### [EXERCISE DIRECTIONS]
Establish how many lines below contain the string "PartialEq". Respond with that number alone.

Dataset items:

###

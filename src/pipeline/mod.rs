//! Run orchestration.

pub mod build;
pub mod run;
pub mod state;

pub use build::{build_image_generator, build_pipeline, build_text_generator};
pub use run::{
    Pipeline, RunOutcome, RunProfile, RunResult, RunSettings, BATCH_PROMPT_SUFFIX,
    INTERACTIVE_MAX_IMAGES, INTERACTIVE_PROMPT_SUFFIX,
};
pub use state::{image_percent, RunState, RunTracker, START_PERCENT};
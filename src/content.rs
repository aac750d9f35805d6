//! Splitting generated text into the parts a video upload needs.

use serde::{Deserialize, Serialize};

use crate::generation::strip_markers;

#[derive(Debug, Clone, Copy, PartialEq, Eq)]
enum Section {
    Script,
    Title,
    Description,
    Hashtags,
}

impl Section {
    /// Section a heading line opens, if it is one.
    fn heading(line: &str) -> Option<Section> {
        if line.contains('🎬') || line.contains("YOUTUBE SHORTS TITLE") {
            Some(Section::Title)
        } else if line.contains('📄') || line.contains("VIDEO DESCRIPTION") {
            Some(Section::Description)
        } else if line.contains('🏷') || line.contains("META TAGS") || line.contains("HASHTAGS") {
            Some(Section::Hashtags)
        } else {
            None
        }
    }
}

/// Script, title, description and hashtags of a generated text. Text with no
/// headings is all script.
#[derive(Debug, Clone, Default, PartialEq, Eq, Serialize, Deserialize)]
pub struct ContentSections {
    pub script: String,
    pub title: String,
    pub description: String,
    pub hashtags: String,
}

impl ContentSections {
    /// Heading lines are dropped, as are blank lines. Image prompt markers are
    /// removed from the script.
    pub fn parse(text: &str) -> Self {
        let mut sections = ContentSections::default();
        let mut current = Section::Script;

        for line in text.lines() {
            if let Some(next) = Section::heading(line) {
                current = next;
                continue;
            }
            let line = if current == Section::Script {
                strip_markers(line)
            } else {
                line.to_string()
            };
            if line.trim().is_empty() {
                continue;
            }
            let target = match current {
                Section::Script => &mut sections.script,
                Section::Title => &mut sections.title,
                Section::Description => &mut sections.description,
                Section::Hashtags => &mut sections.hashtags,
            };
            target.push_str(line.trim_end());
            target.push('\n');
        }

        for part in [
            &mut sections.script,
            &mut sections.title,
            &mut sections.description,
            &mut sections.hashtags,
        ] {
            let trimmed = part.trim().to_string();
            *part = trimmed;
        }
        sections
    }

    /// Title without surrounding quotes.
    pub fn clean_title(&self) -> &str {
        self.title.trim().trim_matches('"')
    }

    /// Individual `#tags` in order.
    pub fn tags(&self) -> Vec<&str> {
        self.hashtags
            .split_whitespace()
            .filter(|word| word.starts_with('#') && word.len() > 1)
            .collect()
    }
}
//! Core value types passed between pipeline stages.

use serde::{Deserialize, Serialize};
use std::fmt;
use std::path::PathBuf;

use crate::error::PipelineError;

/// Subject of a run. Trimmed, never empty.
#[derive(Debug, Clone, PartialEq, Eq, Hash, Serialize, Deserialize)]
#[serde(try_from = "String", into = "String")]
pub struct Topic(String);

impl Topic {
    pub fn new(raw: impl AsRef<str>) -> Result<Self, PipelineError> {
        let trimmed = raw.as_ref().trim();
        if trimmed.is_empty() {
            return Err(PipelineError::InvalidTopic("Topic is required".to_string()));
        }
        Ok(Self(trimmed.to_string()))
    }

    pub fn as_str(&self) -> &str {
        &self.0
    }

    /// Lowercase with spaces removed, for hashtags.
    pub fn slug(&self) -> String {
        self.0.to_lowercase().replace(' ', "")
    }

    /// Topic as a file-name component; anything outside `[A-Za-z0-9_-]` becomes `_`.
    pub fn file_stem(&self) -> String {
        self.0
            .chars()
            .map(|c| {
                if c.is_ascii_alphanumeric() || c == '-' || c == '_' {
                    c
                } else {
                    '_'
                }
            })
            .collect()
    }
}

impl fmt::Display for Topic {
    fn fmt(&self, f: &mut fmt::Formatter<'_>) -> fmt::Result {
        f.write_str(&self.0)
    }
}

impl TryFrom<String> for Topic {
    type Error = PipelineError;

    fn try_from(value: String) -> Result<Self, Self::Error> {
        Topic::new(value)
    }
}

impl From<Topic> for String {
    fn from(topic: Topic) -> Self {
        topic.0
    }
}

/// Where a piece of generated text came from.
#[derive(Debug, Clone, Copy, PartialEq, Eq, Serialize, Deserialize)]
#[serde(rename_all = "snake_case")]
pub enum TextSource {
    Backend,
    Fallback,
}

/// Script text produced for a topic. Never empty.
#[derive(Debug, Clone, PartialEq, Eq, Serialize, Deserialize)]
#[serde(try_from = "RawGeneratedText")]
pub struct GeneratedText {
    body: String,
    source: TextSource,
}

#[derive(Deserialize)]
struct RawGeneratedText {
    body: String,
    source: TextSource,
}

impl TryFrom<RawGeneratedText> for GeneratedText {
    type Error = String;

    fn try_from(raw: RawGeneratedText) -> Result<Self, Self::Error> {
        GeneratedText::new(raw.body, raw.source)
            .ok_or_else(|| "generated text must not be blank".to_string())
    }
}

impl GeneratedText {
    /// Returns `None` for blank text.
    pub fn new(body: impl Into<String>, source: TextSource) -> Option<Self> {
        let body = body.into();
        if body.trim().is_empty() {
            None
        } else {
            Some(Self { body, source })
        }
    }

    /// Fallback scripts always embed the topic and fixed text.
    pub(crate) fn fallback(body: String) -> Self {
        Self {
            body,
            source: TextSource::Fallback,
        }
    }

    pub fn as_str(&self) -> &str {
        &self.body
    }

    pub fn source(&self) -> TextSource {
        self.source
    }

    pub fn is_fallback(&self) -> bool {
        self.source == TextSource::Fallback
    }
}

/// One `[IMAGE_PROMPT: ...]` marker, in document order.
#[derive(Debug, Clone, PartialEq, Eq, Serialize, Deserialize)]
pub struct ImagePrompt {
    /// Zero-based position among the extracted prompts
    pub index: usize,
    pub description: String,
}

impl ImagePrompt {
    /// One-based number used in file names and progress messages.
    pub fn number(&self) -> usize {
        self.index + 1
    }
}

/// A successfully generated image and the file it was written to.
#[derive(Clone, PartialEq, Eq, Serialize, Deserialize)]
pub struct ImageAsset {
    pub prompt: ImagePrompt,
    pub path: PathBuf,
    /// Name of the backend that produced the image
    pub backend: String,
    /// Size of the written file
    pub bytes: usize,
    /// Image bytes; emptied once a finished run is parked in a progress store
    #[serde(skip)]
    pub data: Vec<u8>,
}

impl ImageAsset {
    pub fn file_name(&self) -> String {
        self.path
            .file_name()
            .map(|name| name.to_string_lossy().into_owned())
            .unwrap_or_default()
    }

    pub fn size(&self) -> usize {
        self.bytes
    }
}

impl fmt::Debug for ImageAsset {
    fn fmt(&self, f: &mut fmt::Formatter<'_>) -> fmt::Result {
        f.debug_struct("ImageAsset")
            .field("prompt", &self.prompt)
            .field("path", &self.path)
            .field("backend", &self.backend)
            .field("bytes", &self.bytes)
            .finish()
    }
}
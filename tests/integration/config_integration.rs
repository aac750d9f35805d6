//! Integration tests for Configuration System

use crate::integration::test_utils::with_isolated_env;
use shortsmith::config::{ConfigLoader, ShortsmithConfig, DEFAULT_IMAGE_ENDPOINTS};
use shortsmith::pipeline::RunProfile;
use std::time::Duration;
use tempfile::TempDir;

#[test]
fn test_config_loads_backends_and_run_settings() {
    let temp_dir = TempDir::new().unwrap();
    let config_file = temp_dir.path().join("shortsmith.toml");
    std::fs::write(
        &config_file,
        r#"
[text]
enabled = false

[images]
endpoints = [
    "https://models.example/a",
    "https://models.example/b",
]
timeout_secs = 30
retry_delay_ms = 500

[run]
max_images = 4
prompt_suffix = ", watercolor"
image_cooldown_ms = 0
output_dir = "out"

[delivery]
recipients = ["team@example.com"]
"#,
    )
    .unwrap();

    let config = with_isolated_env(&temp_dir, || ConfigLoader::load_from_file(&config_file))
        .unwrap();
    assert!(config.validate().is_ok());
    assert!(!config.text.enabled);
    assert_eq!(config.images.endpoints.len(), 2);

    let policy = config.images.policy();
    assert_eq!(policy.attempt_timeout, Duration::from_secs(30));
    assert_eq!(policy.retry_delay, Duration::from_millis(500));
    assert_eq!(policy.min_image_bytes, 1000);

    let batch = config.run.settings(RunProfile::Batch);
    assert_eq!(batch.max_images, Some(4));
    assert_eq!(batch.prompt_suffix, ", watercolor");
    assert_eq!(batch.image_cooldown, Duration::ZERO);

    let interactive = config.run.settings(RunProfile::Interactive);
    assert_eq!(interactive.max_images, Some(3));
}

#[test]
fn test_config_validation_collects_every_error() {
    let mut config = ShortsmithConfig::default();
    config.images.endpoints.clear();
    config.images.min_image_bytes = 0;
    config.run.max_images = Some(0);
    config.delivery.recipients = vec!["not-an-address".to_string()];

    let errors = config.validate().unwrap_err();
    assert_eq!(errors.len(), 4);
    let rendered = config.ensure_valid().unwrap_err().to_string();
    assert!(rendered.contains("pool is empty"));
    assert!(rendered.contains("not-an-address"));
}

#[test]
fn test_config_default_values() {
    let config = ShortsmithConfig::default();
    assert!(config.text.enabled);
    assert_eq!(config.images.endpoints.len(), DEFAULT_IMAGE_ENDPOINTS.len());
    assert_eq!(config.images.timeout_secs, 60);
    assert_eq!(config.images.retry_delay_ms, 2000);
    assert_eq!(config.run.max_images, None);
    assert_eq!(config.run.interactive_max_images, 3);
    assert_eq!(config.delivery.subject_prefix, "YouTube Shorts Content");
    assert!(config.validate().is_ok());
}

#[test]
fn test_workspace_file_overrides_global_file() {
    let temp_dir = TempDir::new().unwrap();
    let workspace = temp_dir.path().join("ws");
    std::fs::create_dir_all(workspace.join("config")).unwrap();

    let config = with_isolated_env(&temp_dir, || {
        let global = temp_dir.path().join("xdg").join("shortsmith");
        std::fs::create_dir_all(&global).unwrap();
        std::fs::write(
            global.join("config.toml"),
            "[run]\nmax_images = 9\noutput_dir = \"global-out\"\n",
        )
        .unwrap();
        std::fs::write(
            workspace.join("config").join("config.toml"),
            "[run]\nmax_images = 2\n",
        )
        .unwrap();
        ConfigLoader::load(&workspace)
    })
    .unwrap();

    assert_eq!(config.run.max_images, Some(2));
    assert_eq!(config.run.output_dir, std::path::PathBuf::from("global-out"));
}

#[test]
fn test_environment_overrides_files_and_parses_lists() {
    let temp_dir = TempDir::new().unwrap();
    let workspace = temp_dir.path().join("ws");
    std::fs::create_dir_all(workspace.join("config")).unwrap();
    std::fs::write(
        workspace.join("config").join("config.toml"),
        "[run]\nmax_images = 2\n",
    )
    .unwrap();

    let config = with_isolated_env(&temp_dir, || {
        std::env::set_var("SHORTSMITH__RUN__MAX_IMAGES", "5");
        std::env::set_var(
            "SHORTSMITH__IMAGES__ENDPOINTS",
            "https://one.example/m,https://two.example/m",
        );
        ConfigLoader::load(&workspace)
    })
    .unwrap();

    assert_eq!(config.run.max_images, Some(5));
    assert_eq!(
        config.images.endpoints,
        vec!["https://one.example/m", "https://two.example/m"]
    );
}

#[test]
fn test_missing_explicit_file_is_an_error() {
    let temp_dir = TempDir::new().unwrap();
    let missing = temp_dir.path().join("nope.toml");
    let result = with_isolated_env(&temp_dir, || ConfigLoader::load_from_file(&missing));
    assert!(result.is_err());
}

###

### [WORKED SOLUTION]
7